Data START

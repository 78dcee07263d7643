use std::fmt::{Debug, Display};

use crate::backend::MatmulBackend;
use crate::dispatch::AnyMatrix;
use crate::error::Result;
use crate::kind::ElementKind;
use crate::matrix::Matrix;

mod sealed {
    pub trait Sealed {}
    impl Sealed for i32 {}
    impl Sealed for f32 {}
    impl Sealed for f64 {}
}

/// A numeric type a [`Matrix`] can hold.
///
/// Sealed: implemented for exactly `i32`, `f32` and `f64`. The associated
/// `KIND` fixes the element kind at compile time, and `run_backend` routes
/// to the backend entry point for that kind.
pub trait Element:
    sealed::Sealed + Copy + Send + Sync + PartialEq + Debug + Display + 'static
{
    const KIND: ElementKind;

    fn zero() -> Self;

    fn one() -> Self;

    /// Returns `acc + a * b` in the kind's native arithmetic.
    ///
    /// Integers wrap in every build profile. Floats round the product and the
    /// sum separately, matching an unfused `acc += a * b`.
    fn mul_acc(acc: Self, a: Self, b: Self) -> Self;

    /// Tolerance comparison used to check backends against each other.
    /// Integers compare exactly.
    fn approx_eq(a: Self, b: Self, max_relative: f64) -> bool;

    /// Calls the entry point of `backend` that matches `KIND`.
    fn run_backend(
        backend: &dyn MatmulBackend,
        rows_a: usize,
        cols_a: usize,
        cols_b: usize,
        a: &[Self],
        b: &[Self],
        out: &mut [Self],
    ) -> Result<()>;

    fn into_any(matrix: Matrix<Self>) -> AnyMatrix;

    /// Unwraps `any` when it holds this kind, or hands it back unchanged.
    fn from_any(any: AnyMatrix) -> std::result::Result<Matrix<Self>, AnyMatrix>;
}

impl Element for i32 {
    const KIND: ElementKind = ElementKind::I32;

    fn zero() -> Self {
        0
    }

    fn one() -> Self {
        1
    }

    #[inline]
    fn mul_acc(acc: Self, a: Self, b: Self) -> Self {
        acc.wrapping_add(a.wrapping_mul(b))
    }

    fn approx_eq(a: Self, b: Self, _max_relative: f64) -> bool {
        a == b
    }

    fn run_backend(
        backend: &dyn MatmulBackend,
        rows_a: usize,
        cols_a: usize,
        cols_b: usize,
        a: &[Self],
        b: &[Self],
        out: &mut [Self],
    ) -> Result<()> {
        backend.matmul_i32(rows_a, cols_a, cols_b, a, b, out)
    }

    fn into_any(matrix: Matrix<Self>) -> AnyMatrix {
        AnyMatrix::I32(matrix)
    }

    fn from_any(any: AnyMatrix) -> std::result::Result<Matrix<Self>, AnyMatrix> {
        match any {
            AnyMatrix::I32(m) => Ok(m),
            other => Err(other),
        }
    }
}

impl Element for f32 {
    const KIND: ElementKind = ElementKind::F32;

    fn zero() -> Self {
        0.0
    }

    fn one() -> Self {
        1.0
    }

    #[inline]
    fn mul_acc(acc: Self, a: Self, b: Self) -> Self {
        acc + a * b
    }

    fn approx_eq(a: Self, b: Self, max_relative: f64) -> bool {
        approx::relative_eq!(a, b, max_relative = max_relative as f32)
    }

    fn run_backend(
        backend: &dyn MatmulBackend,
        rows_a: usize,
        cols_a: usize,
        cols_b: usize,
        a: &[Self],
        b: &[Self],
        out: &mut [Self],
    ) -> Result<()> {
        backend.matmul_f32(rows_a, cols_a, cols_b, a, b, out)
    }

    fn into_any(matrix: Matrix<Self>) -> AnyMatrix {
        AnyMatrix::F32(matrix)
    }

    fn from_any(any: AnyMatrix) -> std::result::Result<Matrix<Self>, AnyMatrix> {
        match any {
            AnyMatrix::F32(m) => Ok(m),
            other => Err(other),
        }
    }
}

impl Element for f64 {
    const KIND: ElementKind = ElementKind::F64;

    fn zero() -> Self {
        0.0
    }

    fn one() -> Self {
        1.0
    }

    #[inline]
    fn mul_acc(acc: Self, a: Self, b: Self) -> Self {
        acc + a * b
    }

    fn approx_eq(a: Self, b: Self, max_relative: f64) -> bool {
        approx::relative_eq!(a, b, max_relative = max_relative)
    }

    fn run_backend(
        backend: &dyn MatmulBackend,
        rows_a: usize,
        cols_a: usize,
        cols_b: usize,
        a: &[Self],
        b: &[Self],
        out: &mut [Self],
    ) -> Result<()> {
        backend.matmul_f64(rows_a, cols_a, cols_b, a, b, out)
    }

    fn into_any(matrix: Matrix<Self>) -> AnyMatrix {
        AnyMatrix::F64(matrix)
    }

    fn from_any(any: AnyMatrix) -> std::result::Result<Matrix<Self>, AnyMatrix> {
        match any {
            AnyMatrix::F64(m) => Ok(m),
            other => Err(other),
        }
    }
}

Data END

Every line in the records has to be written out again exactly.

repository 78dcee07263d7643
use std::fmt::{Debug, Display};

use crate::backend::MatmulBackend;
use crate::dispatch::AnyMatrix;
use crate::error::Result;
use crate::kind::ElementKind;
use crate::matrix::Matrix;

mod sealed {
    pub trait Sealed {}
    impl Sealed for i32 {}
    impl Sealed for f32 {}
    impl Sealed for f64 {}
}

/// A numeric type a [`Matrix`] can hold.
///
/// Sealed: implemented for exactly `i32`, `f32` and `f64`. The associated
/// `KIND` fixes the element kind at compile time, and `run_backend` routes
/// to the backend entry point for that kind.
pub trait Element:
    sealed::Sealed + Copy + Send + Sync + PartialEq + Debug + Display + 'static
{
    const KIND: ElementKind;

    fn zero() -> Self;

    fn one() -> Self;

    /// Returns `acc + a * b` in the kind's native arithmetic.
    ///
    /// Integers wrap in every build profile. Floats round the product and the
    /// sum separately, matching an unfused `acc += a * b`.
    fn mul_acc(acc: Self, a: Self, b: Self) -> Self;

    /// Tolerance comparison used to check backends against each other.
    /// Integers compare exactly.
    fn approx_eq(a: Self, b: Self, max_relative: f64) -> bool;

    /// Calls the entry point of `backend` that matches `KIND`.
    fn run_backend(
        backend: &dyn MatmulBackend,
        rows_a: usize,
        cols_a: usize,
        cols_b: usize,
        a: &[Self],
        b: &[Self],
        out: &mut [Self],
    ) -> Result<()>;

    fn into_any(matrix: Matrix<Self>) -> AnyMatrix;

    /// Unwraps `any` when it holds this kind, or hands it back unchanged.
    fn from_any(any: AnyMatrix) -> std::result::Result<Matrix<Self>, AnyMatrix>;
}

impl Element for i32 {
    const KIND: ElementKind = ElementKind::I32;

    fn zero() -> Self {
        0
    }

    fn one() -> Self {
        1
    }

    #[inline]
    fn mul_acc(acc: Self, a: Self, b: Self) -> Self {
        acc.wrapping_add(a.wrapping_mul(b))
    }

    fn approx_eq(a: Self, b: Self, _max_relative: f64) -> bool {
        a == b
    }

    fn run_backend(
        backend: &dyn MatmulBackend,
        rows_a: usize,
        cols_a: usize,
        cols_b: usize,
        a: &[Self],
        b: &[Self],
        out: &mut [Self],
    ) -> Result<()> {
        backend.matmul_i32(rows_a, cols_a, cols_b, a, b, out)
    }

    fn into_any(matrix: Matrix<Self>) -> AnyMatrix {
        AnyMatrix::I32(matrix)
    }

    fn from_any(any: AnyMatrix) -> std::result::Result<Matrix<Self>, AnyMatrix> {
        match any {
            AnyMatrix::I32(m) => Ok(m),
            other => Err(other),
        }
    }
}

impl Element for f32 {
    const KIND: ElementKind = ElementKind::F32;

    fn zero() -> Self {
        0.0
    }

    fn one() -> Self {
        1.0
    }

    #[inline]
    fn mul_acc(acc: Self, a: Self, b: Self) -> Self {
        acc + a * b
    }

    fn approx_eq(a: Self, b: Self, max_relative: f64) -> bool {
        approx::relative_eq!(a, b, max_relative = max_relative as f32)
    }

    fn run_backend(
        backend: &dyn MatmulBackend,
        rows_a: usize,
        cols_a: usize,
        cols_b: usize,
        a: &[Self],
        b: &[Self],
        out: &mut [Self],
    ) -> Result<()> {
        backend.matmul_f32(rows_a, cols_a, cols_b, a, b, out)
    }

    fn into_any(matrix: Matrix<Self>) -> AnyMatrix {
        AnyMatrix::F32(matrix)
    }

    fn from_any(any: AnyMatrix) -> std::result::Result<Matrix<Self>, AnyMatrix> {
        match any {
            AnyMatrix::F32(m) => Ok(m),
            other => Err(other),
        }
    }
}

impl Element for f64 {
    const KIND: ElementKind = ElementKind::F64;

    fn zero() -> Self {
        0.0
    }

    fn one() -> Self {
        1.0
    }

    #[inline]
    fn mul_acc(acc: Self, a: Self, b: Self) -> Self {
        acc + a * b
    }

    fn approx_eq(a: Self, b: Self, max_relative: f64) -> bool {
        approx::relative_eq!(a, b, max_relative = max_relative)
    }

    fn run_backend(
        backend: &dyn MatmulBackend,
        rows_a: usize,
        cols_a: usize,
        cols_b: usize,
        a: &[Self],
        b: &[Self],
        out: &mut [Self],
    ) -> Result<()> {
        backend.matmul_f64(rows_a, cols_a, cols_b, a, b, out)
    }

    fn into_any(matrix: Matrix<Self>) -> AnyMatrix {
        AnyMatrix::F64(matrix)
    }

    fn from_any(any: AnyMatrix) -> std::result::Result<Matrix<Self>, AnyMatrix> {
        match any {
            AnyMatrix::F64(m) => Ok(m),
            other => Err(other),
        }
    }
}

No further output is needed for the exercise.